*The problem*.
Gather every line of the entries that includes the word "date".

__________

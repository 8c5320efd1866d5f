//! Rich-Text Span Resolution
//!
//! Property values arrive in the service's compact span encoding:
//!
//! ```text
//! [
//!   ["Hello, "],
//!   ["world", [["b"], ["a", "https://example.com"]]]
//! ]
//! ```
//!
//! Each span is `[text]` or `[text, [attribute, ...]]`; each attribute is
//! `[code]` or `[code, value]`.
//!
//! The resolver is a trait so callers can substitute their own;
//! `NotionSpanParser` is the default implementation.

use serde_json::Value;

use crate::models::{TextAttr, TextSpan};
use crate::services::SpanParseError;

/// Turns a raw property value into an ordered span sequence
pub trait SpanResolver: Send + Sync {
    /// Parse `raw` into spans, failing on structurally invalid input
    fn parse_spans(&self, raw: &Value) -> Result<Vec<TextSpan>, SpanParseError>;
}

/// Default resolver for the service's span encoding
#[derive(Debug, Clone, Copy, Default)]
pub struct NotionSpanParser;

impl SpanResolver for NotionSpanParser {
    fn parse_spans(&self, raw: &Value) -> Result<Vec<TextSpan>, SpanParseError> {
        let spans = raw.as_array().ok_or(SpanParseError::NotAnArray {
            found: json_kind(raw),
        })?;

        spans
            .iter()
            .enumerate()
            .map(|(index, span)| parse_span(index, span))
            .collect()
    }
}

fn parse_span(index: usize, raw: &Value) -> Result<TextSpan, SpanParseError> {
    let parts = raw.as_array().ok_or_else(|| {
        SpanParseError::invalid_span(index, format!("expected array, got {}", json_kind(raw)))
    })?;

    let text = match parts.first() {
        Some(Value::String(text)) => text.clone(),
        Some(other) => {
            return Err(SpanParseError::invalid_span(
                index,
                format!("text must be a string, got {}", json_kind(other)),
            ))
        }
        None => return Err(SpanParseError::invalid_span(index, "span is empty")),
    };

    let attrs = match parts.get(1) {
        None | Some(Value::Null) => Vec::new(),
        Some(Value::Array(attrs)) => attrs
            .iter()
            .enumerate()
            .map(|(attr_index, attr)| parse_attr(index, attr_index, attr))
            .collect::<Result<Vec<_>, _>>()?,
        Some(other) => {
            return Err(SpanParseError::invalid_span(
                index,
                format!("attributes must be an array, got {}", json_kind(other)),
            ))
        }
    };

    Ok(TextSpan { text, attrs })
}

fn parse_attr(span: usize, index: usize, raw: &Value) -> Result<TextAttr, SpanParseError> {
    let parts = raw.as_array().ok_or_else(|| {
        SpanParseError::invalid_attribute(
            span,
            index,
            format!("expected array, got {}", json_kind(raw)),
        )
    })?;

    let code = match parts.first() {
        Some(Value::String(code)) => code.as_str(),
        Some(other) => {
            return Err(SpanParseError::invalid_attribute(
                span,
                index,
                format!("code must be a string, got {}", json_kind(other)),
            ))
        }
        None => {
            return Err(SpanParseError::invalid_attribute(
                span,
                index,
                "attribute is empty",
            ))
        }
    };
    let value = parts.get(1);

    // Valued attributes whose value is a plain string
    let string_value = || -> Result<String, SpanParseError> {
        match value {
            Some(Value::String(s)) => Ok(s.clone()),
            Some(other) => Err(SpanParseError::invalid_attribute(
                span,
                index,
                format!("'{}' value must be a string, got {}", code, json_kind(other)),
            )),
            None => Err(SpanParseError::invalid_attribute(
                span,
                index,
                format!("'{}' requires a value", code),
            )),
        }
    };

    let attr = match code {
        "b" => TextAttr::Bold,
        "i" => TextAttr::Italic,
        "s" => TextAttr::Strikethrough,
        "c" => TextAttr::Code,
        "_" => TextAttr::Underline,
        "a" => TextAttr::Link(string_value()?),
        "u" => TextAttr::User(string_value()?),
        "p" => TextAttr::Page(string_value()?),
        "h" => TextAttr::Highlight(string_value()?),
        "m" => TextAttr::Comment(string_value()?),
        "e" => TextAttr::Equation(string_value()?),
        "d" => match value {
            Some(date @ Value::Object(_)) => TextAttr::Date(date.clone()),
            Some(other) => {
                return Err(SpanParseError::invalid_attribute(
                    span,
                    index,
                    format!("'d' value must be an object, got {}", json_kind(other)),
                ))
            }
            None => {
                return Err(SpanParseError::invalid_attribute(
                    span,
                    index,
                    "'d' requires a value",
                ))
            }
        },
        other => TextAttr::Unknown {
            code: other.to_string(),
            value: value.cloned(),
        },
    };
    Ok(attr)
}

fn json_kind(value: &Value) -> &'static str {
    match value {
        Value::Null => "null",
        Value::Bool(_) => "boolean",
        Value::Number(_) => "number",
        Value::String(_) => "string",
        Value::Array(_) => "array",
        Value::Object(_) => "object",
    }
}

#[cfg(test)]
mod tests {
    use super::*;
    use serde_json::json;

    fn parse(raw: Value) -> Result<Vec<TextSpan>, SpanParseError> {
        NotionSpanParser.parse_spans(&raw)
    }

    #[test]
    fn test_plain_spans() {
        let spans = parse(json!([["Hello, "], ["world"]])).unwrap();
        assert_eq!(spans, vec![TextSpan::new("Hello, "), TextSpan::new("world")]);
    }

    #[test]
    fn test_empty_array_is_no_spans() {
        assert!(parse(json!([])).unwrap().is_empty());
    }

    #[test]
    fn test_attributes() {
        let spans = parse(json!([
            ["styled", [["b"], ["i"], ["s"], ["c"], ["_"], ["h", "red"]]],
            ["link", [["a", "https://example.com"]]],
            ["‣", [["u", "user-1"]]],
            ["‣", [["p", "page-1"]]],
            ["‣", [["d", {"type": "date", "start_date": "2021-01-01"}]]],
            ["note", [["m", "discussion-1"]]],
            ["⁍", [["e", "x^2"]]]
        ]))
        .unwrap();

        assert_eq!(
            spans[0].attrs,
            vec![
                TextAttr::Bold,
                TextAttr::Italic,
                TextAttr::Strikethrough,
                TextAttr::Code,
                TextAttr::Underline,
                TextAttr::Highlight("red".into()),
            ]
        );
        assert_eq!(spans[1].link(), Some("https://example.com"));
        assert_eq!(spans[2].attrs, vec![TextAttr::User("user-1".into())]);
        assert_eq!(spans[3].attrs, vec![TextAttr::Page("page-1".into())]);
        assert_eq!(
            spans[4].attrs,
            vec![TextAttr::Date(json!({"type": "date", "start_date": "2021-01-01"}))]
        );
        assert_eq!(spans[5].attrs, vec![TextAttr::Comment("discussion-1".into())]);
        assert_eq!(spans[6].attrs, vec![TextAttr::Equation("x^2".into())]);
    }

    #[test]
    fn test_unknown_attribute_is_kept() {
        let spans = parse(json!([["x", [["z", 42]]]])).unwrap();
        assert_eq!(
            spans[0].attrs,
            vec![TextAttr::Unknown {
                code: "z".into(),
                value: Some(json!(42)),
            }]
        );
    }

    #[test]
    fn test_not_an_array() {
        assert_eq!(
            parse(json!("Yes")),
            Err(SpanParseError::NotAnArray { found: "string" })
        );
        assert_eq!(
            parse(json!(null)),
            Err(SpanParseError::NotAnArray { found: "null" })
        );
    }

    #[test]
    fn test_invalid_spans() {
        assert!(matches!(
            parse(json!([["ok"], "bad"])),
            Err(SpanParseError::InvalidSpan { index: 1, .. })
        ));
        assert!(matches!(
            parse(json!([[]])),
            Err(SpanParseError::InvalidSpan { index: 0, .. })
        ));
        assert!(matches!(
            parse(json!([[7]])),
            Err(SpanParseError::InvalidSpan { index: 0, .. })
        ));
        assert!(matches!(
            parse(json!([["x", "b"]])),
            Err(SpanParseError::InvalidSpan { index: 0, .. })
        ));
    }

    #[test]
    fn test_invalid_attributes() {
        assert!(matches!(
            parse(json!([["x", [["a"]]]])),
            Err(SpanParseError::InvalidAttribute { span: 0, attr: 0, .. })
        ));
        assert!(matches!(
            parse(json!([["x"], ["y", [["b"], [1]]]])),
            Err(SpanParseError::InvalidAttribute { span: 1, attr: 1, .. })
        ));
        assert!(matches!(
            parse(json!([["x", [["d", "2021-01-01"]]]])),
            Err(SpanParseError::InvalidAttribute { span: 0, attr: 0, .. })
        ));
    }
}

__________

*Output for this exercise*.
            Some(date @ Value::Object(_)) => TextAttr::Date(date.clone()),
            ["‣", [["d", {"type": "date", "start_date": "2021-01-01"}]]],
            vec![TextAttr::Date(json!({"type": "date", "start_date": "2021-01-01"}))]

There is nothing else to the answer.